Last week, we looked at some of the many reasons why the diagnosis and treatment of cancer are so difficult and controversial. A common way of illustrating the problem is the "turtle-bird-rabbit" analogy. Although it can equally well apply to breast cancer (the most common cancer in women), here I'll discuss it in relation to prostate cancer (the second most common in men, after lung cancer).

In a nutshell: About one man in seven will be diagnosed with prostate cancer; one in 39 will die of it; and 80 percent of us who reach age 80 have it. What the heck? Why aren't more men dying from prostate cancer if so many of us guys have it? To answer that graphically, urologist Dr. Frank Hinman divided newly diagnosed prostate cancer patients into one of three groups: turtles, birds and rabbits. 

Turtles are patients with a very slow growing, ain't-going-anywhere tumor. So slow, in fact, that had they not been diagnosed, the outcome would be the same: They'd die of another cause, blissfully ignorant of the cancer cells in their prostate. The diagnosis, in this case, didn't help. 

Birds are at the opposite end of the spectrum: Diagnosis came too late. Their prostate cancer cells — the birds — have already flown the coop. Their cancer has metastasized (spread to other organs) and is beyond treatment. In this case, diagnosis didn't help either.

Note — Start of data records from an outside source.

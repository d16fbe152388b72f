use std::sync::Arc;
use std::time::Duration;
use tokio::sync::{broadcast, Mutex};
use tokio::task::JoinHandle;
use tokio::time::sleep;
use tracing::{debug, error, info};

use taskmill_domain::repositories::TaskRepository;
use taskmill_worker::WorkerPool;

/// 轮询调度器
///
/// 唯一的队列生产者。轮询循环不做去重：同一任务 id 在连续两次轮询
/// 中都处于可拾取状态时会被入队两次并执行两次，幂等性由命令作者
/// 负责。队列满时入队阻塞，轮询节奏被工作池的消化速度自然限流。
pub struct Scheduler {
    repo: Arc<dyn TaskRepository>,
    pool: Arc<WorkerPool>,
    poll_interval: Duration,
    shutdown_tx: Mutex<Option<broadcast::Sender<()>>>,
    poll_handle: Mutex<Option<JoinHandle<()>>>,
}

impl Scheduler {
    pub fn new(repo: Arc<dyn TaskRepository>, pool: WorkerPool, poll_interval: Duration) -> Self {
        Self {
            repo,
            pool: Arc::new(pool),
            poll_interval,
            shutdown_tx: Mutex::new(None),
            poll_handle: Mutex::new(None),
        }
    }

    /// 启动工作池与轮询循环
    pub async fn start(&self) {
        let mut handle_guard = self.poll_handle.lock().await;
        if handle_guard.is_some() {
            info!("调度器已经在运行，忽略重复启动");
            return;
        }

        info!("启动调度器，轮询间隔 {:?}", self.poll_interval);
        self.pool.start().await;

        let (shutdown_tx, shutdown_rx) = broadcast::channel(1);
        *self.shutdown_tx.lock().await = Some(shutdown_tx);

        let repo = Arc::clone(&self.repo);
        let pool = Arc::clone(&self.pool);
        let poll_interval = self.poll_interval;

        *handle_guard = Some(tokio::spawn(async move {
            run_poll_loop(repo, pool, poll_interval, shutdown_rx).await;
        }));
    }

    /// 停止轮询循环，然后排空并停止工作池
    ///
    /// 返回时所有已出队任务的执行协议均已完成。
    pub async fn stop(&self) {
        info!("停止调度器");

        if let Some(shutdown_tx) = self.shutdown_tx.lock().await.take() {
            let _ = shutdown_tx.send(());
        }
        if let Some(handle) = self.poll_handle.lock().await.take() {
            if let Err(e) = handle.await {
                error!("等待轮询循环退出失败: {}", e);
            }
        }

        self.pool.stop().await;
        info!("调度器已停止");
    }
}

/// 轮询循环：拉取 → 入队 → 休眠
///
/// 拉取失败只记录日志，下一轮继续；入队阻塞期间收到关闭信号则
/// 放弃本条（任务仍留在存储中，状态未变）。
async fn run_poll_loop(
    repo: Arc<dyn TaskRepository>,
    pool: Arc<WorkerPool>,
    poll_interval: Duration,
    mut shutdown_rx: broadcast::Receiver<()>,
) {
    loop {
        match repo.fetch_pending().await {
            Ok(tasks) => {
                debug!("轮询到 {} 个待执行任务", tasks.len());
                for task in tasks {
                    tokio::select! {
                        result = pool.add_task(task) => {
                            if let Err(e) = result {
                                error!("任务入队失败: {}", e);
                                return;
                            }
                        }
                        _ = shutdown_rx.recv() => {
                            info!("轮询循环收到关闭信号");
                            return;
                        }
                    }
                }
            }
            Err(e) => {
                error!("拉取待执行任务失败: {}", e);
            }
        }

        tokio::select! {
            _ = sleep(poll_interval) => {}
            _ = shutdown_rx.recv() => {
                info!("轮询循环收到关闭信号");
                return;
            }
        }
    }
}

Rabbits sit in the middle. A man with rabbit cancer cells may still be curable — doctors can catch those cells before they metastasize. Diagnosis, in this case, is useful.

So, screening makes total sense if you're a rabbit but won't help if you're a turtle or bird. No one wants to go through the trauma and expense of unnecessary surgery, but this is what happens when doctors operate on either a turtle or a bird. If you're being treated, both you and your oncologists want to believe you're a rabbit and that the procedure will save your life.

It's called the "hypothetical rabbit problem" because the rabbit may not exist. Most of the time, doctors are either operating unnecessarily on turtles (whose cancer would never have been a problem) or uselessly on birds (whose surgery is futile, too little and too late). How to know which, while the patient is alive and treatable? (Autopsies give the final word.) The best oncologists can do is to assign probabilities based on the patient's age, health, medical history, family history, etc. This method, apparently, isn't much better than a crapshoot when pitted against an enemy that's devious, stealthy, fast-moving and — in the case of turtles — may best be left alone.

We'll never totally eliminate cancer from our lives — that's the price we pay as multicellular organisms. And chemotherapy and radiation treatments actually increase the rate of mutation, with potentially deadly results. Instead of thinking of our relationship with cancer as a winnable war against an enemy that can be defeated, research is now starting to focus on living with, but managing the foe, as has been done with HIV. 

We must also accept the fact that cancer isn't a "mechanical" disease like stroke and heart attack, which are likely to be virtually curable in the future. Cancer is here to stay and will — if you survive everything else and live to a ripe old age — get you in the end. 

Barry Evans ([email protected]) loves turtles, gets on OK with rabbits and wants to avoid birds.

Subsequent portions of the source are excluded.